In our institutional experience, we utilized the Tulip Add-On interstitial needle kit that integrates with the Henschke intracavitary applicator, allowing precise needle placement in patients with persistent parametrial disease post-EBRT. This approach is particularly valuable in resource-limited settings, where newer, costlier applicators may not be available. Among the eight patients treated with this method, dosimetric analysis comparing needle-loaded vs. non-loaded plans demonstrated that OAR doses (D1cc for the bladder, rectum, and sigmoid) remained comparable or were slightly reduced with the use of interstitial needles. More importantly, target coverage parameters (D90, D98, D100, V90, and V100) showed significant improvement in needle-loaded plans. Additionally, quality indices, such as conformity index (CI) and dose homogeneity index (DHI), were superior in the needle-loaded group, with median CI of 0.615 and DHI of 0.556. At the same time, indicators of non-uniformity, such as dose non-uniformity ratio (DNR) and overdose volume index (ODI), were lower, reflecting improved dose distribution and reduced hot-spots.
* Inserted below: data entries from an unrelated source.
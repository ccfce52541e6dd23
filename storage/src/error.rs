//! Storage error types.
//!
//! Used by repository implementations and callers of storage APIs.

use thiserror::Error;

/// Errors that can occur when using storage operations.
#[derive(Error, Debug)]
pub enum StorageError {
    #[error("Database error: {0}")]
    Database(String),
    #[error("Not found: {0}")]
    NotFound(String),
    /// Input the store refuses to write (unknown enum value, duplicate email).
    #[error("Validation error: {0}")]
    Validation(String),
}

impl From<sqlx::Error> for StorageError {
    fn from(err: sqlx::Error) -> Self {
        StorageError::Database(err.to_string())
    }
}

impl From<serde_json::Error> for StorageError {
    fn from(err: serde_json::Error) -> Self {
        StorageError::Database(format!("metadata encoding: {}", err))
    }
}
//! # Chat router
//!
//! - [`ContextRouter`]: `respond(user_id, message)` picks a path (clock, web search,
//!   similarity retrieval), builds the model-facing messages, calls the LLM and records the turn
//! - [`LongMemoryService`]: validation and ownership checks over the long-term memory store
//! - [`Clock`]: wall-clock source, swappable in tests

mod clock;
mod memory_service;
mod router;
mod settings;

pub use clock::{Clock, DateTimeInfo, FixedClock, SystemClock};
pub use memory_service::{
    DeleteOutcome, LongMemoryService, MemoryPatch, NewMemory, DEFAULT_CLEANUP_DAYS,
    DEFAULT_CLEANUP_MIN_IMPORTANCE, DEFAULT_IMPORTANT_LIMIT, DEFAULT_MIN_IMPORTANCE,
    DEFAULT_SEARCH_LIMIT,
};
pub use router::{ContextRouter, MSG_LLM_FAILED, MSG_TECHNICAL_PROBLEM};
pub use settings::RouterSettings;
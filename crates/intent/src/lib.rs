//! Intent classification: picks the answer path for an incoming message.
//!
//! [`IntentClassifier::classify`] is a pure function over a [`KeywordTable`];
//! date/time phrases win over realtime keywords, anything else is [`Intent::Default`].

mod classifier;
mod table;

pub use classifier::IntentClassifier;
pub use table::KeywordTable;

use std::fmt;

/// Answer path chosen for a message.
#[derive(Debug, Clone, Copy, PartialEq, Eq, Hash)]
pub enum Intent {
    /// Answer from the system clock.
    DateTime,
    /// Consult live web search first.
    Realtime,
    /// Similarity retrieval over stored documents.
    Default,
}

impl Intent {
    pub fn as_str(&self) -> &'static str {
        match self {
            Intent::DateTime => "date_time",
            Intent::Realtime => "realtime",
            Intent::Default => "default",
        }
    }
}

impl fmt::Display for Intent {
    fn fmt(&self, f: &mut fmt::Formatter<'_>) -> fmt::Result {
        f.write_str(self.as_str())
    }
}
Our findings re-affirm the growing body of evidence supporting hybrid brachytherapy, especially in tumors with HR-CTV volumes > 36 cc, medial/lateral parametrial persistence, or poor response post-EBRT. The Tulip Add-On system offers a practical and effective solution for centers transitioning from traditional ICBT to image-adapted hybrid techniques. As global brachytherapy practice moves towards individualized, image-based protocols, resource-adaptive hybrid applicator systems, such as the Tulip, may play a vital role in closing the gap between evidence and accessibility.
Conclusions
The ratio of HBT in brachytherapy of cervical cancer has increased from 4.8% in 2015 to 13% in 2019. Many radiation oncologists are now accustomed to HBT procedure that is more invasive than ICBT, and they are now implementing HBT to increase the dose to the involved parametria. The evidence indicates that the radiotherapy technique of HBT has excellent dosimetry parameters for cervical cancer patients with distal parametrial extension. The use of advanced applicators, such as the Tulip system, further enhances the ability to reach lateral disease while maintaining optimal organs at risk sparing.
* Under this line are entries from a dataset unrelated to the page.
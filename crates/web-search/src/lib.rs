//! Realtime web search.
//!
//! [`WebSearch`] is the seam the router depends on; [`TavilySearch`] is the
//! production provider and [`EnvSearchConfig`] reads its settings.

mod config;
mod tavily;

pub use config::EnvSearchConfig;
pub use tavily::{TavilySearch, DEFAULT_TAVILY_BASE_URL};

use async_trait::async_trait;
use serde::{Deserialize, Serialize};

/// One web result as returned by the provider.
#[derive(Debug, Clone, PartialEq, Serialize, Deserialize)]
pub struct SearchResult {
    pub title: String,
    pub url: String,
    /// Snippet text used as LLM context.
    pub content: String,
    #[serde(default)]
    pub score: f64,
}

/// Web search provider interface.
#[async_trait]
pub trait WebSearch: Send + Sync {
    /// Runs a query. An empty `Vec` means the provider answered but found nothing.
    async fn search(&self, query: &str) -> anyhow::Result<Vec<SearchResult>>;
}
So far, there is no published prospective trial investigating the superiority of HBT over conventional ICBT in the management of locally advanced uterine cervical carcinoma (LAUCC), even though its advantages seem plausible, considering that it enables individualized, three-dimensional (3D), anatomy-oriented dosimetry. The actual indication of ICBT, HBT, and multicatheter ISBT, is a challenging topic that needs clinical experience in order to select the most appropriate brachytherapy modality depending on tumor size and shape. Hybrid brachytherapy is the patient-friendly answer for combining the simplicity of ICBT with similar coverage as ISBT, with a potential for better conformity and coverage, along with reduced dose to organs at risk.